Monday, May 24, 2010

Just to Breathe You In...

I held my breath Saturday as news broke across the sandbox. There was not a rush of panic and disarray for me..I said a prayer - it only takes one - and waited for God to show up. He calmed my fears and gave me a strength that I thought I'd lost along the way of this deployment. After seeing my husband's tired and weary face later in the day (via Skype), I felt the air I had held from the beginning of the day, slowing release.

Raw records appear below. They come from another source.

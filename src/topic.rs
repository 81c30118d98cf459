//! Jobs topic names.
//!
//! ```text
//! $aws/things/<thing>/jobs/get[/accepted|/rejected]                 GetPending
//! $aws/things/<thing>/jobs/start-next[/accepted|/rejected]          StartNext
//! $aws/things/<thing>/jobs/<jobId>/get[/accepted|/rejected]         Describe
//! $aws/things/<thing>/jobs/<jobId>/update[/accepted|/rejected]      Update
//! ```
//!
//! # Example
//!
//! ```
//! use iot_jobs_client::request::OperationKind;
//! use iot_jobs_client::response::ResponseClass;
//! use iot_jobs_client::topic::JobsTopics;
//!
//! let topics = JobsTopics::new("sensor-1");
//! assert_eq!(
//!     topics.request_topic(OperationKind::Update, Some("job-7")),
//!     "$aws/things/sensor-1/jobs/job-7/update"
//! );
//! assert_eq!(
//!     topics.classify("$aws/things/sensor-1/jobs/job-7/update/rejected"),
//!     Some((OperationKind::Update, ResponseClass::Rejected))
//! );
//! ```

use crate::request::OperationKind;
use crate::response::ResponseClass;

/// Topic prefix shared by every thing.
pub const THING_PREFIX: &str = "$aws/things/";

/// Longest thing name the service accepts.
pub const MAX_THING_NAME_LEN: usize = 128;

/// Single-level wildcard used in subscription filters.
const WILDCARD: &str = "+";

/// Builds and classifies jobs topics for one thing.
#[derive(Debug, Clone, PartialEq, Eq)]
pub struct JobsTopics {
    prefix: String,
}

impl JobsTopics {
    /// Topics for `thing_name`.
    pub fn new(thing_name: &str) -> Self {
        Self {
            prefix: format!("{}{}/jobs/", THING_PREFIX, thing_name),
        }
    }

    /// `$aws/things/<thing>/jobs/`
    pub fn prefix(&self) -> &str {
        &self.prefix
    }

    /// Topic a request of `kind` is published on.
    ///
    /// `job_id` is used by Describe and Update only.
    pub fn request_topic(&self, kind: OperationKind, job_id: Option<&str>) -> String {
        let job_id = job_id.unwrap_or(WILDCARD);
        match kind {
            OperationKind::GetPending => format!("{}get", self.prefix),
            OperationKind::StartNext => format!("{}start-next", self.prefix),
            OperationKind::Describe => format!("{}{}/get", self.prefix, job_id),
            OperationKind::Update => format!("{}{}/update", self.prefix, job_id),
        }
    }

    /// Topic the service answers a request on.
    pub fn response_topic(
        &self,
        kind: OperationKind,
        job_id: Option<&str>,
        class: ResponseClass,
    ) -> String {
        format!("{}/{}", self.request_topic(kind, job_id), class)
    }

    /// Subscription filter covering every response of `kind` and `class`.
    pub fn subscription_filter(&self, kind: OperationKind, class: ResponseClass) -> String {
        self.response_topic(kind, None, class)
    }

    /// All subscription filters the client needs.
    pub fn subscription_filters(&self) -> Vec<String> {
        OperationKind::ALL
            .iter()
            .flat_map(|&kind| {
                [ResponseClass::Accepted, ResponseClass::Rejected]
                    .into_iter()
                    .map(move |class| self.subscription_filter(kind, class))
            })
            .collect()
    }

    /// Identify a response topic of this thing.
    ///
    /// Returns `None` for request topics, notifications and other things.
    pub fn classify(&self, topic: &str) -> Option<(OperationKind, ResponseClass)> {
        let rest = topic.strip_prefix(self.prefix.as_str())?;
        let parts: Vec<&str> = rest.split('/').collect();

        let (kind, class) = match parts.as_slice() {
            ["get", class] => (OperationKind::GetPending, *class),
            ["start-next", class] => (OperationKind::StartNext, *class),
            [job_id, "get", class] if !job_id.is_empty() => (OperationKind::Describe, *class),
            [job_id, "update", class] if !job_id.is_empty() => (OperationKind::Update, *class),
            _ => return None,
        };

        let class = match class {
            "accepted" => ResponseClass::Accepted,
            "rejected" => ResponseClass::Rejected,
            _ => return None,
        };

        Some((kind, class))
    }
}
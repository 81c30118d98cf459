//! A single jobs operation and its status.

use std::fmt;

use crate::buffer::{ResponseBuffer, SharedAllocator};
use crate::error::{JobsError, Result};
use crate::request::{ClientToken, OperationKind};

/// Status of an operation.
///
/// Starts as `Pending` and changes exactly once.
#[derive(Debug, Clone, PartialEq, Eq)]
pub enum JobsStatus {
    /// No response yet.
    Pending,
    /// The request was accepted.
    Success,
    /// The request failed or was rejected.
    Failed(JobsError),
}

impl JobsStatus {
    /// Whether this status can no longer change.
    #[inline]
    pub fn is_terminal(&self) -> bool {
        !matches!(self, JobsStatus::Pending)
    }
}

/// One request and everything needed to resolve it.
pub struct Operation {
    token: ClientToken,
    kind: OperationKind,
    status: JobsStatus,
    response: Option<ResponseBuffer>,
    allocator: SharedAllocator,
}

impl Operation {
    /// Create a pending operation.
    pub fn new(token: ClientToken, kind: OperationKind, allocator: SharedAllocator) -> Self {
        Self {
            token,
            kind,
            status: JobsStatus::Pending,
            response: None,
            allocator,
        }
    }

    /// Correlation key.
    #[inline]
    pub fn token(&self) -> &ClientToken {
        &self.token
    }

    /// Request kind.
    #[inline]
    pub fn kind(&self) -> OperationKind {
        self.kind
    }

    /// Current status.
    #[inline]
    pub fn status(&self) -> &JobsStatus {
        &self.status
    }

    /// Attached response buffer, if any.
    pub fn response(&self) -> Option<&ResponseBuffer> {
        self.response.as_ref()
    }

    /// Allocator used for response buffers.
    pub fn allocator(&self) -> &SharedAllocator {
        &self.allocator
    }

    /// Move the operation to a terminal status.
    ///
    /// Returns `false` and changes nothing if the operation is already
    /// terminal or `status` is `Pending`.
    pub fn resolve(&mut self, status: JobsStatus) -> bool {
        if self.status.is_terminal() || !status.is_terminal() {
            return false;
        }
        self.status = status;
        true
    }

    /// Resolve as accepted, attaching the response buffer.
    pub fn succeed(&mut self, response: ResponseBuffer) -> bool {
        if self.status.is_terminal() {
            return false;
        }
        self.response = Some(response);
        self.status = JobsStatus::Success;
        true
    }

    /// Resolve as failed.
    pub fn fail(&mut self, error: JobsError) -> bool {
        self.resolve(JobsStatus::Failed(error))
    }

    /// Consume the operation into the result handed to the caller.
    pub fn into_completed(self) -> CompletedOperation {
        let result = match (self.status, self.response) {
            (JobsStatus::Success, Some(response)) => Ok(response),
            (JobsStatus::Success, None) => Err(JobsError::BadResponse),
            (JobsStatus::Failed(error), _) => Err(error),
            (JobsStatus::Pending, _) => Err(JobsError::Canceled),
        };

        CompletedOperation {
            token: self.token,
            kind: self.kind,
            result,
        }
    }
}

impl fmt::Debug for Operation {
    fn fmt(&self, f: &mut fmt::Formatter<'_>) -> fmt::Result {
        f.debug_struct("Operation")
            .field("token", &self.token)
            .field("kind", &self.kind)
            .field("status", &self.status)
            .field("response", &self.response.as_ref().map(|r| r.len()))
            .finish()
    }
}

/// Final result of an operation, owned by the caller.
#[derive(Debug)]
pub struct CompletedOperation {
    /// Correlation key of the operation.
    pub token: ClientToken,
    /// Request kind.
    pub kind: OperationKind,
    /// Accepted response document, or the error that ended the operation.
    pub result: Result<ResponseBuffer>,
}

impl CompletedOperation {
    /// Whether the request was accepted.
    pub fn is_success(&self) -> bool {
        self.result.is_ok()
    }
}
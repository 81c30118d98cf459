//! Error types for iot-jobs-client.

use thiserror::Error;

/// Main error type for all jobs operations.
///
/// Errors raised after an operation was issued are delivered through the
/// operation's completion (waiter or callback), never as panics.
#[derive(Debug, Clone, PartialEq, Eq, Error)]
pub enum JobsError {
    /// Memory for a request document or response buffer could not be obtained.
    #[error("memory allocation failed")]
    NoMemory,

    /// A request parameter failed validation before anything was published.
    #[error("bad parameter: {0}")]
    BadParameter(String),

    /// The response could not be interpreted (missing or unknown `code`, etc.).
    #[error("bad response from the jobs service")]
    BadResponse,

    /// Server rejected the request: the topic was invalid.
    #[error("rejected: InvalidTopic")]
    InvalidTopic,

    /// Server rejected the request: the request document was not valid JSON.
    #[error("rejected: InvalidJson")]
    InvalidJson,

    /// Server rejected the request: the request contents were invalid.
    #[error("rejected: InvalidRequest")]
    InvalidRequest,

    /// Server rejected the request: the status update is not a legal transition.
    #[error("rejected: InvalidStateTransition")]
    InvalidStateTransition,

    /// Server rejected the request: the job or execution does not exist.
    #[error("rejected: ResourceNotFound")]
    NotFound,

    /// Server rejected the request: `expectedVersion` did not match.
    #[error("rejected: VersionMismatch")]
    VersionMismatch,

    /// Server rejected the request: internal service error.
    #[error("rejected: InternalError")]
    InternalError,

    /// Server rejected the request: request rate exceeded.
    #[error("rejected: RequestThrottled")]
    Throttled,

    /// Server rejected the request: the job execution is already terminal.
    #[error("rejected: TerminalStateReached")]
    TerminalState,

    /// Another pending operation already uses this client token.
    #[error("client token {0} is already in use by a pending operation")]
    DuplicateToken(String),

    /// The in-flight operation limit was reached.
    #[error("too many operations in flight (limit {0})")]
    TooManyOperations(usize),

    /// No response arrived before the wait timeout elapsed.
    #[error("timed out waiting for a response")]
    Timeout,

    /// The operation was canceled locally (e.g. client shutdown).
    #[error("operation canceled")]
    Canceled,

    /// The transport failed to publish the request.
    #[error("publish failed: {0}")]
    Publish(String),

    /// Invalid client configuration.
    #[error("configuration error: {0}")]
    Config(String),
}

impl JobsError {
    /// Whether this error came from a server-side rejection.
    pub fn is_rejection(&self) -> bool {
        matches!(
            self,
            JobsError::InvalidTopic
                | JobsError::InvalidJson
                | JobsError::InvalidRequest
                | JobsError::InvalidStateTransition
                | JobsError::NotFound
                | JobsError::VersionMismatch
                | JobsError::InternalError
                | JobsError::Throttled
                | JobsError::TerminalState
        )
    }
}

impl From<std::collections::TryReserveError> for JobsError {
    fn from(_: std::collections::TryReserveError) -> Self {
        JobsError::NoMemory
    }
}

impl From<serde_json::Error> for JobsError {
    fn from(err: serde_json::Error) -> Self {
        JobsError::Config(err.to_string())
    }
}

/// Result type alias using JobsError.
pub type Result<T> = std::result::Result<T, JobsError>;

#[cfg(test)]
mod tests {
    use super::*;

    #[test]
    fn test_rejection_classification() {
        assert!(JobsError::VersionMismatch.is_rejection());
        assert!(JobsError::TerminalState.is_rejection());
        assert!(!JobsError::BadResponse.is_rejection());
        assert!(!JobsError::Timeout.is_rejection());
    }

    #[test]
    fn test_try_reserve_maps_to_no_memory() {
        let mut v: Vec<u8> = Vec::new();
        let err = v.try_reserve_exact(usize::MAX).unwrap_err();
        assert_eq!(JobsError::from(err), JobsError::NoMemory);
    }

    #[test]
    fn test_display() {
        assert_eq!(
            JobsError::DuplicateToken("abc".into()).to_string(),
            "client token abc is already in use by a pending operation"
        );
        assert_eq!(JobsError::NotFound.to_string(), "rejected: ResourceNotFound");
    }
}
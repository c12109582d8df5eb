//! Core business logic - framework-agnostic inventory operations.
//!
//! `statistics` and `status` are pure functions; `recompute` ties them to the stored
//! records; `category`, `product` and `report` are the operations the console calls.

pub mod category;
pub mod product;
pub mod recompute;
pub mod report;
pub mod statistics;
pub mod status;
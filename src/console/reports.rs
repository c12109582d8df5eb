use super::{Console, display};
use crate::{
    core::{category, product, report},
    entities::StockStatus,
    errors::Result,
};
use std::io::{BufRead, Write};

impl<R: BufRead, W: Write> Console<R, W> {
    /// Prints the product/category totals and the status breakdown.
    pub async fn show_dashboard(&mut self) -> Result<()> {
        self.prompt.title("Dashboard - overview")?;

        let summary = report::dashboard(&self.db).await?;
        self.prompt
            .line(format!("\n📦 Total products: {}", summary.total_products))?;
        self.prompt
            .line(format!("📁 Total categories: {}", summary.total_categories))?;

        if summary.total_categories > 0 {
            let breakdown = summary.breakdown;
            self.prompt.line("\n📊 Category status:")?;
            self.prompt.line(format!("  🔴 Low stock: {}", breakdown.low))?;
            self.prompt
                .line(format!("  🟢 Normal stock: {}", breakdown.normal))?;
            self.prompt
                .line(format!("  🟡 Excess stock: {}", breakdown.excess))?;

            if breakdown.low > 0 {
                self.prompt.line(format!(
                    "\n⚠️  Attention! {} categories are low on stock",
                    breakdown.low
                ))?;
            }
        }
        Ok(())
    }

    pub(super) async fn report_low_stock_products(&mut self) -> Result<()> {
        self.prompt.title("Products in low-stock categories")?;

        if category::get_all_categories(&self.db).await?.is_empty() {
            return self.prompt.line("No categories registered.");
        }

        let details = report::products_in_critical_categories(&self.db).await?;
        if details.is_empty() {
            return self.prompt.success("No categories in critical state.");
        }

        self.prompt
            .line("\nCategories with LOW_STOCK (at or below protection stock):")?;
        for detail in &details {
            self.prompt.line(format!(
                "  • {} - Current stock: {} | Protection: {}",
                detail.category.name, detail.category.stock_global, detail.category.protection_stock
            ))?;
        }

        let products: Vec<_> = details
            .into_iter()
            .flat_map(|detail| detail.products)
            .collect();
        if products.is_empty() {
            return self.prompt.line("\nNo products in these categories.");
        }

        self.prompt.line(format!(
            "\nTotal products in critical categories: {}",
            products.len()
        ))?;
        display::write_product_table(self.prompt.output(), &products)?;
        Ok(())
    }

    pub(super) async fn report_critical_categories(&mut self) -> Result<()> {
        self.prompt.title("Critical categories")?;

        let categories = category::get_all_categories(&self.db).await?;
        if categories.is_empty() {
            return self.prompt.line("No categories registered.");
        }

        let critical: Vec<_> = categories
            .iter()
            .filter(|c| c.status == StockStatus::LowStock)
            .cloned()
            .collect();
        if critical.is_empty() {
            self.prompt.success("No categories in critical state.")?;
        } else {
            self.prompt.error(format!(
                "ALERT! {} categories with LOW_STOCK:",
                critical.len()
            ))?;
            display::write_category_table(self.prompt.output(), &critical)?;
        }

        let breakdown = report::StatusBreakdown::from_categories(&categories);
        if breakdown.normal > 0 {
            self.prompt.line(format!(
                "\nCategories with normal stock: {}",
                breakdown.normal
            ))?;
        }
        if breakdown.excess > 0 {
            self.prompt
                .line(format!("Categories with excess stock: {}", breakdown.excess))?;
        }
        Ok(())
    }

    pub(super) async fn report_by_category(&mut self) -> Result<()> {
        self.prompt.title("Products by category")?;
        if self.list_available_categories().await? == 0 {
            return Ok(());
        }

        let name = self.ask_existing_category("Category to inspect").await?;
        let detail = report::category_detail(&self.db, &name).await?;
        if detail.products.is_empty() {
            return self
                .prompt
                .line(format!("No products in category '{name}'."));
        }

        self.prompt.line(format!(
            "\nProducts in category '{name}': {}",
            detail.products.len()
        ))?;
        display::write_product_table(self.prompt.output(), &detail.products)?;

        let category = &detail.category;
        let demand = category
            .weekly_demand
            .map_or_else(|| "not set".to_string(), |demand| demand.to_string());
        self.prompt.line(format!("\nStatistics for '{name}':"))?;
        self.prompt
            .line(format!("  Total stock: {} units", category.stock_global))?;
        self.prompt.line(format!("  Weekly demand: {demand} units"))?;
        self.prompt.line(format!(
            "  Protection stock: {} units",
            category.protection_stock
        ))?;
        self.prompt
            .line(format!("  Status: {}", display::status_label(category.status, 0)))
    }

    pub(super) async fn report_quantity_threshold(&mut self) -> Result<()> {
        let threshold = self.config.low_stock_threshold;
        self.prompt
            .title(&format!("Products with {threshold} units or fewer"))?;

        let products = product::products_at_or_below(&self.db, threshold).await?;
        if products.is_empty() {
            return self
                .prompt
                .success(format!("No product has {threshold} units or fewer."));
        }
        display::write_product_table(self.prompt.output(), &products)?;
        Ok(())
    }
}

Before going to bed I broke out the gym bag that held the clothes Rich wore on our last night together.  The bag had remained untouched  all this time.. for 46 days. It took me at least 30 days to bring it from the back of the car into the bedroom. I would even wonder out loud to myself why I just didn't empty the bag and move on; Saturday I got my answer. I knew I had kept the bag intact just for this moment. Surprisingly, after 45 days, nothing smelled..he had only worn the clothes for a few hours. I threw his underwear and socks in the laundry and took out his shirt, put his jeans back in the bag.

I slipped into his shirt to sleep in. I smelled him all around me...felt him...

Jake jumped on the bed to lay beside me, his head on my shoulder. I could hear him as he inhaled deeply and exhaled slowly, again and again, his eyes closed. I smiled when I realized that he was breathing in 'his daddy', just as I was breathing in my husband. We fell asleep this way, the lights still on, for a few hours before Jake jumped down to get in his bed.

On Sunday morning I packed the shirt away in a plastic bag for the next time.


Love, Peace & more Peace & Love!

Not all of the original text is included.